Data

Data sources

MRIxFields2026 provides a large-scale multi-field MRI dataset spanning 0.1T to 7T, integrating unpaired multi-center cohorts with prospectively acquired travelling-volunteer paired data.

💾 Data Overview: Scale & Diversity

Total Volume:
- Total Volume: The dataset comprises approximately 2500+ retrospective unpaired cases (5 fields; 3 modalities ) and 600 paired cases (40 paired volunteers×5 fields×3 modalities).
Multi-field structural brain MRI data featuring:5 Field Strengths: 0.1T, 1.5T, 3T, 5T, 7T systems.
- 3 Modalities: 3D T1-Weighted (T1W), 2D/3D T2-Weighted (T2W), 2D/3D T2 FLAIR.(For 2D data, we utilize a pre-trained super-resolution network to reconstruct 3D volumes from 2D inputs.)
- 3 Manufacturers: Siemens Healthineers, United Imaging Healthcare, Point Imaging.

Field Strength	Prospective T1w (paired)	Prospective T2w (paired)	Prospective T2 FLAIR (paired)	Retrospective T1w (unpaired)	Retrospective T2w (unpaired)	Retrospective T2 FLAIR (unpaired)	Scanners	Manufacturer
0.1T	40 (3D)	40 (3D)	40 (2D)	100 (3D)	100 (3D)	99 (2D)	piMR-820H	Point Imaging
1.5T	40 (3D)	40 (3D)	40 (2D)	104 (3D)	221 (2D)	221 (2D)	uMR 670	United Imaging Healthcare
3T	40 (3D)	40 (3D)	40 (2D)	143 (3D)	142 (3D)	143 (2D)	MAGNETOM Prisma	Siemens Healthineers
5T	40 (3D)	40 (3D)	40 (2D)	121 (3D)	43 (3D)	102 (2D)	uMR Jupiter	United Imaging Healthcare
7T	40 (3D)	40 (3D)	40 (2D)	235 (3D)	81 (3D)	84 (2D)	MAGNETOM Terra	Siemens Healthineers

📊 Dataset seperation: Training, Validation, and Testing

Overall Split

Training set: 1945+ cases (T1W, T2W, T2 FLAIR), consisting of the 1900+ retrospective unpaired cases together with 45 paired cases (3 paired volunteers× 5 fields×3 modalities).
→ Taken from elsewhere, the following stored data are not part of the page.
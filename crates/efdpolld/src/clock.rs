//! Time sources for the poller.
//!
//! Production code uses `SystemClock` and `TokioSleeper`. Tests swap in
//! fakes so the loop runs without real delays.

use async_trait::async_trait;
use chrono::Utc;
use std::time::Duration;

/// Wall clock in seconds since the Unix epoch (UTC).
pub trait Clock: Send + Sync {
    fn now(&self) -> f64;
}

/// Delay between iterations.
#[async_trait]
pub trait Sleeper: Send + Sync {
    async fn sleep(&self, duration: Duration);
}

#[derive(Debug, Clone, Copy, Default)]
pub struct SystemClock;

impl Clock for SystemClock {
    fn now(&self) -> f64 {
        Utc::now().timestamp_micros() as f64 / 1_000_000.0
    }
}

/// Plain `tokio::time::sleep`. Not a fixed-rate scheduler: the real period
/// is the delay plus however long the query took.
#[derive(Debug, Clone, Copy, Default)]
pub struct TokioSleeper;

#[async_trait]
impl Sleeper for TokioSleeper {
    async fn sleep(&self, duration: Duration) {
        tokio::time::sleep(duration).await;
    }
}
All training data (both unpaired and paired) are released in full.
Validation set: 225 cases, corresponding to 15 volunteers × 5 fields × 3 modalities. Only inputs are released to participants. Each validation volunteer is assigned to exactly one of the 5 source fields (3 volunteers per field), and only that volunteer's scans at the assigned source field are released as model input. The remaining 4 field strengths × 3 modalities per volunteer are withheld as paired ground truth for evaluation. See here for validation details: https://github.com/MRIxFields/MRIxFields2026/tree/main/Submission
Test set: 300 cases, corresponding to 20 held-out volunteers × 5 fields × 3 modalities

The precise role of each split varies across tasks, depending on whether the task is driven primarily by unpaired learning, paired target-domain supervision, or controllable conditional generation.

Task 1: Ultra-High-Field MRI Synthesis from Arbitrary Input Field Strengths

Training Set (1945+ cases)
- The training set consists 1900+ retrospective unpaired cases, supplemented with 45 paired cases (3 paired volunteers× 5 fields×3 modalities).
Validation Set (255 cases):
- The validation set consists of 17 travelling volunteers scanned across five field strengths and 3 modalities (17 × 5 × 3 =255 cases).
These paired data enable controlled within-case validation against corresponding 7T targets.
Test Set (300 cases):
- The test set includes 20 held-out travelling volunteers scanned across five field strengths and 3 modalities (20 × 5 × 3 = 300 cases).
Paired 7T references are withheld and used exclusively for final evaluation.

Task 2: Higher-Field MRI Generation from Ultra-Low-Field MRI

Training Set (1945+ cases)
- The training set consists 1900+ retrospective unpaired cases, supplemented with 45 paired cases (3 paired volunteers× 5 fields×3 modalities).
Validation Set (255 cases):
- The validation set consists of 17 travelling volunteers (17 × 5 × 3 =255 cases), including paired 0.1T and higher-field scans with 3 modalities for within-case evaluation.
Test Set (300 cases):
- The test set consists of 20 held-out travelling volunteers (20 × 5 × 3 = 300 cases).
The 0.1T images serve as inputs, while higher-field references are withheld for evaluation.

Task 3: Controllable Field-to-Field MRI Synthesis with a Unified Conditional Model

Training Set (1945+ cases)
- The training set consists 1900+ retrospective unpaired cases, supplemented with 45 paired cases (3 paired volunteers× 5 fields×3 modalities).
Validation Set (255 cases):
- The validation set consists of 17 travelling volunteers (N = 255 cases), enabling evaluation across all possible field-to-field translation directions.
Test Set (300 cases):
- The test set consists of 20 held-out travelling volunteers (N = 300 cases).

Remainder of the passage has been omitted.